Saved data entries
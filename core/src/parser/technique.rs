//! Step 7 of the parsing pipeline: technique extraction.
//!
//! Technique terms are distinct from contrast terms (step 6 already
//! consumed those) and from modality tokens (step 3).

const TECHNIQUE_TERMS: &[&str] = &[
    "angiography",
    "hrct",
    "perfusion",
    "mammography",
    "dexa",
    "barium study",
    "barium",
    "interventional",
    "angioplasty",
    "embolization",
    "stent placement",
    "biopsy interventional",
    "drainage",
    "functional",
    "diffusion",
    "spectroscopy",
];

pub struct TechniqueExtractor {
    terms: Vec<&'static str>,
}

impl Default for TechniqueExtractor {
    fn default() -> Self {
        Self::new()
    }
}

impl TechniqueExtractor {
    pub fn new() -> Self {
        let mut terms: Vec<&'static str> = TECHNIQUE_TERMS.to_vec();
        terms.sort_by_key(|t| std::cmp::Reverse(t.split_whitespace().count()));
        Self { terms }
    }

    /// Extracts all technique terms present in `preprocessed`, deduplicated,
    /// in the order they occur in the vocabulary table.
    pub fn extract(&self, preprocessed: &str) -> Vec<String> {
        let mut found: Vec<&'static str> = Vec::new();
        for term in &self.terms {
            if contains_whole_phrase(preprocessed, term) && !found.contains(term) {
                found.push(term);
            }
        }
        // barium study subsumes barium; drop the redundant shorter form.
        if found.contains(&"barium study") {
            found.retain(|&t| t != "barium");
        }
        found.into_iter().map(|s| s.to_string()).collect()
    }
}

fn contains_whole_phrase(haystack: &str, phrase: &str) -> bool {
    let phrase_words: Vec<&str> = phrase.split_whitespace().collect();
    let words: Vec<&str> = haystack.split_whitespace().collect();
    let span = phrase_words.len();
    if span == 0 || span > words.len() {
        return false;
    }
    (0..=(words.len() - span)).any(|start| words[start..start + span] == phrase_words[..])
}
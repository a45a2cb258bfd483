//! `POST /warmup`: confirms the embedding index is loaded and the
//! configured retriever endpoint is reachable before traffic arrives.

use axum::extract::State;
use axum::Json;
use serde::Serialize;
use std::time::Instant;

use crate::state::AppState;

#[derive(Debug, Serialize)]
struct ComponentStatus {
    ok: bool,
    detail: String,
}

#[derive(Debug, Serialize)]
pub struct WarmupResponse {
    components: std::collections::HashMap<String, ComponentStatus>,
    elapsed_ms: u64,
}

pub async fn warmup(State(state): State<AppState>) -> Json<WarmupResponse> {
    let engine = state.current_engine().await;
    let start = Instant::now();

    let mut components = std::collections::HashMap::new();
    components.insert(
        "index".to_string(),
        ComponentStatus {
            ok: !engine.index.is_empty(),
            detail: format!("{} entries", engine.index.len()),
        },
    );

    let probe = engine.embedding_client.embed(&["warmup probe".to_string()]).await;
    components.insert(
        "embedding_client".to_string(),
        match &probe {
            Ok(_) => ComponentStatus {
                ok: true,
                detail: "probe embed succeeded".to_string(),
            },
            Err(e) => ComponentStatus {
                ok: false,
                detail: e.to_string(),
            },
        },
    );

    if probe.is_err() {
        tracing::warn!("warmup probe embed failed");
    }

    Json(WarmupResponse {
        components,
        elapsed_ms: start.elapsed().as_millis() as u64,
    })
}
//! Step 1 of the parsing pipeline: lowercasing, punctuation normalization,
//! and trailing-parenthetical stripping.

/// Lowercases, collapses whitespace, replaces `/`, `-`, `_` with spaces,
/// and strips a trailing parenthetical note (e.g. `"ct chest (routine)"`
/// becomes `"ct chest"`).
pub fn normalize(raw: &str) -> String {
    let without_trailing_paren = strip_trailing_parenthetical(raw);
    let lowered = without_trailing_paren.to_lowercase();
    let punctuation_replaced: String = lowered
        .chars()
        .map(|c| match c {
            '/' | '-' | '_' => ' ',
            other => other,
        })
        .collect();
    collapse_whitespace(&punctuation_replaced)
}

fn strip_trailing_parenthetical(s: &str) -> String {
    let trimmed = s.trim_end();
    if trimmed.ends_with(')') {
        if let Some(open) = trimmed.rfind('(') {
            return trimmed[..open].trim_end().to_string();
        }
    }
    trimmed.to_string()
}

fn collapse_whitespace(s: &str) -> String {
    s.split_whitespace().collect::<Vec<_>>().join(" ")
}

#[cfg(test)]
mod tests {
    use super::*;

    #[test]
    fn lowercases_and_collapses_whitespace() {
        assert_eq!(normalize("CT   Chest   Routine"), "ct chest routine");
    }

    #[test]
    fn slash_becomes_space() {
        assert_eq!(normalize("CT Chest W/Contrast"), "ct chest w contrast");
    }

    #[test]
    fn replaces_punctuation_with_spaces() {
        assert_eq!(normalize("MRI L-spine_no-contrast"), "mri l spine no contrast");
    }

    #[test]
    fn strips_trailing_parenthetical() {
        assert_eq!(normalize("CT Abdomen Pelvis (routine protocol)"), "ct abdomen pelvis");
    }

    #[test]
    fn leaves_non_trailing_parenthetical_alone() {
        assert_eq!(normalize("(STAT) CT Head"), "(stat) ct head");
    }
}
//! `GET /health`: a cheap liveness check surfacing the active config
//! fingerprint and whether the embedding index has entries loaded.

use axum::extract::State;
use axum::Json;
use serde::Serialize;

use crate::state::AppState;

#[derive(Debug, Serialize)]
pub struct HealthResponse {
    status: &'static str,
    config_fingerprint: String,
    index_present: bool,
}

pub async fn health(State(state): State<AppState>) -> Json<HealthResponse> {
    let engine = state.current_engine().await;
    Json(HealthResponse {
        status: "ok",
        config_fingerprint: engine.config_fingerprint.clone(),
        index_present: !engine.index.is_empty(),
    })
}
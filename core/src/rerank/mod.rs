//! Reranking stage: reorders retrieved candidates by relevance to the
//! query beyond raw dense similarity.
//!
//! Two implementations behind one `Reranker` trait, selected by a tagged
//! `RerankerKind` enum rather than a class hierarchy or boxed trait
//! object — the set of reranker kinds is closed and known at compile time.

mod cross_encoder;
mod llm;

pub use cross_encoder::MedicalCrossEncoder;
pub use llm::LLMReranker;

use async_trait::async_trait;

use crate::error::RemoteError;
use crate::types::{Candidate, ParsedExam};

#[async_trait]
pub trait Reranker: Send + Sync {
    /// Populates `rerank_score` on every candidate, returning them in
    /// score-sorted order if the implementation naturally produces one,
    /// or in input order otherwise — `LookupEngine` re-sorts downstream.
    async fn rerank(
        &self,
        query: &ParsedExam,
        candidates: Vec<Candidate>,
    ) -> Result<Vec<Candidate>, RemoteError>;
}

pub enum RerankerKind {
    CrossEncoder(MedicalCrossEncoder),
    Llm(LLMReranker),
}

#[async_trait]
impl Reranker for RerankerKind {
    async fn rerank(
        &self,
        query: &ParsedExam,
        candidates: Vec<Candidate>,
    ) -> Result<Vec<Candidate>, RemoteError> {
        match self {
            RerankerKind::CrossEncoder(r) => r.rerank(query, candidates).await,
            RerankerKind::Llm(r) => r.rerank(query, candidates).await,
        }
    }
}
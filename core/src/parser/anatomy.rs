//! Anatomy vocabulary and longest-match extraction (step 4).

/// Canonical anatomy terms in the cranial-to-caudal order used to order
/// extraction results. Multi-word terms are matched as contiguous token
/// runs before single-word terms, so `"lumbar spine"` wins over a bare
/// `"spine"` match.
const ANATOMY_TERMS: &[&str] = &[
    "brain",
    "head",
    "neck",
    "cervical spine",
    "thoracic spine",
    "lumbar spine",
    "spine",
    "chest",
    "thorax",
    "breast",
    "heart",
    "abdomen",
    "pelvis",
    "liver",
    "kidney",
    "kidneys",
    "renal",
    "bladder",
    "prostate",
    "uterus",
    "ovary",
    "shoulder",
    "elbow",
    "wrist",
    "hand",
    "hip",
    "knee",
    "ankle",
    "foot",
    "femur",
    "tibia",
    "humerus",
    "spleen",
    "pancreas",
    "aorta",
    "carotid",
    "extremity",
];

pub struct AnatomyVocabulary {
    terms: Vec<&'static str>,
}

impl Default for AnatomyVocabulary {
    fn default() -> Self {
        Self::new()
    }
}

impl AnatomyVocabulary {
    pub fn new() -> Self {
        let mut terms: Vec<&'static str> = ANATOMY_TERMS.to_vec();
        // Longest term first so multi-word terms match before their
        // single-word substrings.
        terms.sort_by_key(|t| std::cmp::Reverse(t.split_whitespace().count()));
        Self { terms }
    }

    /// True if `token` (a single whitespace-delimited word) is itself a
    /// recognized anatomy term, used by the abbreviation expander to avoid
    /// overwriting anatomy tokens during expansion.
    pub fn is_anatomy_token(&self, token: &str) -> bool {
        ANATOMY_TERMS.contains(&token)
    }

    /// Longest-match extraction over `preprocessed`, preserving vocabulary
    /// order (cranial-to-caudal) and deduplicating.
    pub fn extract(&self, preprocessed: &str) -> Vec<String> {
        let words: Vec<&str> = preprocessed.split_whitespace().collect();
        let mut consumed = vec![false; words.len()];
        let mut found: Vec<&'static str> = Vec::new();

        for term in &self.terms {
            let term_words: Vec<&str> = term.split_whitespace().collect();
            let span = term_words.len();
            if span == 0 || span > words.len() {
                continue;
            }
            for start in 0..=(words.len() - span) {
                if consumed[start..start + span].iter().any(|&c| c) {
                    continue;
                }
                if words[start..start + span]
                    .iter()
                    .zip(term_words.iter())
                    .all(|(w, t)| w == t)
                {
                    for slot in consumed.iter_mut().skip(start).take(span) {
                        *slot = true;
                    }
                    if !found.contains(term) {
                        found.push(term);
                    }
                }
            }
        }

        // Restore vocabulary (cranial-to-caudal) order rather than the
        // longest-first scan order.
        let mut ordered: Vec<&'static str> = ANATOMY_TERMS
            .iter()
            .filter(|t| found.contains(t))
            .copied()
            .collect();
        ordered.dedup();
        ordered.into_iter().map(|s| s.to_string()).collect()
    }
}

> _Exercise prompt_
Lines holding the word "false" are the answer; copy every one from the records above.

> _Written answer_
        return false;
                ok: false,
        let mut consumed = vec![false; words.len()];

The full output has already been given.